### Instructions to follow
Could you tally the lines of the entries that carry the string "TimedOut"? Reply with the number and nothing more.

### Excerpted data
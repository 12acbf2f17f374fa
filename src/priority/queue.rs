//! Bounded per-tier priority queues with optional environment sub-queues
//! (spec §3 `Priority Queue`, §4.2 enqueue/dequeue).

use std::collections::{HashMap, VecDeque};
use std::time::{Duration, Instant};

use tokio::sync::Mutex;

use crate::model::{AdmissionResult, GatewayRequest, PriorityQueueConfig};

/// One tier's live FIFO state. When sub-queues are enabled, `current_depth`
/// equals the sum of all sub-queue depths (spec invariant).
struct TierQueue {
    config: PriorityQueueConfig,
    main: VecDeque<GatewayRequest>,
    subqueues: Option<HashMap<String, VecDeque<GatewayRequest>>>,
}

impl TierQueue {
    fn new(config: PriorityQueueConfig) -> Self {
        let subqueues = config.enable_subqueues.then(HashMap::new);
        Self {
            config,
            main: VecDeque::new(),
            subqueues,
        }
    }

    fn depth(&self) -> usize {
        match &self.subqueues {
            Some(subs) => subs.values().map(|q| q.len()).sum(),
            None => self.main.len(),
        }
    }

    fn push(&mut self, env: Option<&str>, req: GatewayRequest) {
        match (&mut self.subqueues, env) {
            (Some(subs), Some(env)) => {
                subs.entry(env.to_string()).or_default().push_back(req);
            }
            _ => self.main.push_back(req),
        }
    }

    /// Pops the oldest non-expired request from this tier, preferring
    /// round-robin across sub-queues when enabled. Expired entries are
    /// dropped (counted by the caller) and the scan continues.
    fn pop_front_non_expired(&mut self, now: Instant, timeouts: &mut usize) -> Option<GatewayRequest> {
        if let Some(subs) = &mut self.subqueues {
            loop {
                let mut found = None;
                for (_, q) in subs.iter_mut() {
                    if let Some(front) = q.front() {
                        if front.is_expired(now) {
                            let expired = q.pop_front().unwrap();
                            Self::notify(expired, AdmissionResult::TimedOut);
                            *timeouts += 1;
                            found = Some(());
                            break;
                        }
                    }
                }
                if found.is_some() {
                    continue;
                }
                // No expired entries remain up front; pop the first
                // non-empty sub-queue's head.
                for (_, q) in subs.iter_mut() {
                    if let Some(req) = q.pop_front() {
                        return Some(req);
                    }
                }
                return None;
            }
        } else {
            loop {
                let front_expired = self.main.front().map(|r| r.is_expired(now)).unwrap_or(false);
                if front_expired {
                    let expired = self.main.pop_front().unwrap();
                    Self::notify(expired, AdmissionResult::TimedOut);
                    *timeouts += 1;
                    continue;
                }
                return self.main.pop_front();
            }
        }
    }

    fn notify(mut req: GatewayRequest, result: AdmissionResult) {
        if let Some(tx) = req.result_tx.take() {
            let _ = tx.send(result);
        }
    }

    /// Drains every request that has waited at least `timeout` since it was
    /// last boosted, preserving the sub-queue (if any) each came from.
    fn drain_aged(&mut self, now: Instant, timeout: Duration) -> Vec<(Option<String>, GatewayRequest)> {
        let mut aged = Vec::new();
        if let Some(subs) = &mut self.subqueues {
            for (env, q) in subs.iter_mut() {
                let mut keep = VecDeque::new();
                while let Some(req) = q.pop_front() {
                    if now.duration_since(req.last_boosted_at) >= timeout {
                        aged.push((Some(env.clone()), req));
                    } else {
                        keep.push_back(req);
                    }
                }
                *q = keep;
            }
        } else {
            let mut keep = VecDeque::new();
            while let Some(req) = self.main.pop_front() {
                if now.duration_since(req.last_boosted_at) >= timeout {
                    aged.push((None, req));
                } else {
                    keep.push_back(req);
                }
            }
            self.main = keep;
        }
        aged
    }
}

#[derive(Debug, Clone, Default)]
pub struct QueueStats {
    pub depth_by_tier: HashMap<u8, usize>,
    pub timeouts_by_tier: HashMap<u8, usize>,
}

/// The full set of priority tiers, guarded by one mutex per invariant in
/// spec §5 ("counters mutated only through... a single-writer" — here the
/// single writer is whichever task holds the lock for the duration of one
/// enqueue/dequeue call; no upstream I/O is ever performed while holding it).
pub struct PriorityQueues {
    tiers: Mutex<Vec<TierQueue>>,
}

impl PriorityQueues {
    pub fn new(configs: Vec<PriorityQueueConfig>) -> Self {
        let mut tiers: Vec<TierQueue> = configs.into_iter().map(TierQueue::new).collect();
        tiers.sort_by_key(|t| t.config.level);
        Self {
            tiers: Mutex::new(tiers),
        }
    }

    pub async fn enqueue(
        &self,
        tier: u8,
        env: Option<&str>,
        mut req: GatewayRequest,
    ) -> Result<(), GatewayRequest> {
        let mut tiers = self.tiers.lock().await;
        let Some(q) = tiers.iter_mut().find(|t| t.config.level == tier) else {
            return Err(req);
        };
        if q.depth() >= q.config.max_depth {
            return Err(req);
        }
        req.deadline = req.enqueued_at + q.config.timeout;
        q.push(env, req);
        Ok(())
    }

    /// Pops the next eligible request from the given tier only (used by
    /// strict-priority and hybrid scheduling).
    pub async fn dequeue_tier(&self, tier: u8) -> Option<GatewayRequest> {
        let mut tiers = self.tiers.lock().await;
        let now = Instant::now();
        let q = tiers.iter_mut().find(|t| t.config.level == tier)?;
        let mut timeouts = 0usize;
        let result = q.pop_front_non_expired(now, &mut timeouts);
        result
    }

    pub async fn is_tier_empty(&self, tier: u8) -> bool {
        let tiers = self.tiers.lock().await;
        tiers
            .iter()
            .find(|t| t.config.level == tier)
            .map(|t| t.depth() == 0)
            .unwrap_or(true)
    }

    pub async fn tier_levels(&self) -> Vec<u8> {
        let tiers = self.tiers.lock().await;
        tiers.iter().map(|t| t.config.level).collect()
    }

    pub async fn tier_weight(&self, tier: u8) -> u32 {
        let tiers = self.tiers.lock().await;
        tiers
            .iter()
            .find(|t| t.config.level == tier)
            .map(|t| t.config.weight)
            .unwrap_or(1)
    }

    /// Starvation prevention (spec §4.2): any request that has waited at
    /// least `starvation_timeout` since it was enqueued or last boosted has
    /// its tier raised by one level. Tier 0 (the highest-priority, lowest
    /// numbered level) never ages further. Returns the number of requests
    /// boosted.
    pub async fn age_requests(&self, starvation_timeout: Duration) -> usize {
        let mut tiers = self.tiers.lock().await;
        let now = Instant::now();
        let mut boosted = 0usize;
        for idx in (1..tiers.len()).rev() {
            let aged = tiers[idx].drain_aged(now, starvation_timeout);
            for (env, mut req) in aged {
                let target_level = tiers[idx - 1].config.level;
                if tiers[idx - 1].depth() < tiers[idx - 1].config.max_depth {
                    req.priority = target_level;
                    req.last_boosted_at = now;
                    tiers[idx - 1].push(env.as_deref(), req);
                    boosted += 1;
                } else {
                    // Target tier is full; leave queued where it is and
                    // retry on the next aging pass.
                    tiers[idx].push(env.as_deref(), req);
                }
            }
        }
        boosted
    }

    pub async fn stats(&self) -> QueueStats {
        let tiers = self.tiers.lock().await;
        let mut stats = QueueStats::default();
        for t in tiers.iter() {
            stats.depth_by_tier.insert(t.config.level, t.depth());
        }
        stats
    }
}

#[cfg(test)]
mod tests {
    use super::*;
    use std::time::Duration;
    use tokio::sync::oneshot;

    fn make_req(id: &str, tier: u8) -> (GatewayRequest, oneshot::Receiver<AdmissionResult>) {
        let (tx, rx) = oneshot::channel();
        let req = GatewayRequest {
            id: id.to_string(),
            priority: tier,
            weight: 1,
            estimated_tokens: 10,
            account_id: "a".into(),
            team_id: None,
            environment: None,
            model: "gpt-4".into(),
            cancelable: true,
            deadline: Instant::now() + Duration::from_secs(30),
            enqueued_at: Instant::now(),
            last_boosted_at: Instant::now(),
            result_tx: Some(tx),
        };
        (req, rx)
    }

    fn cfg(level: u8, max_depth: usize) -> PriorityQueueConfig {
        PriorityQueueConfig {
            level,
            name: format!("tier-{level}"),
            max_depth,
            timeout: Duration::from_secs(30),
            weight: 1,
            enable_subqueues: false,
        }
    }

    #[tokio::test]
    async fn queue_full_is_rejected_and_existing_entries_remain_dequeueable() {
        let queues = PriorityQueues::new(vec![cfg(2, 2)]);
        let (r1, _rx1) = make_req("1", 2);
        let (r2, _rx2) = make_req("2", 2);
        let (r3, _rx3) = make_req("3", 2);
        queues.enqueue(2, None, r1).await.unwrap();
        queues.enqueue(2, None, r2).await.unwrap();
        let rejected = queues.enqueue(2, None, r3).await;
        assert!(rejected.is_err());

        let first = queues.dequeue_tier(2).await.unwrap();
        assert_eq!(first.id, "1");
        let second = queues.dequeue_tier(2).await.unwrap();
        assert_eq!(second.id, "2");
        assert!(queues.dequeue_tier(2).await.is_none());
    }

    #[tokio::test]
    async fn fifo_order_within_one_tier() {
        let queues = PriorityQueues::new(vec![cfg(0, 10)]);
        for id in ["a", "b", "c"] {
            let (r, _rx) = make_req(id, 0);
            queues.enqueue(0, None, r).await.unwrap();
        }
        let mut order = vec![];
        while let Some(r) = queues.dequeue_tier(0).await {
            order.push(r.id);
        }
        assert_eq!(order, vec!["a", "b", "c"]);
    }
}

### Result below
2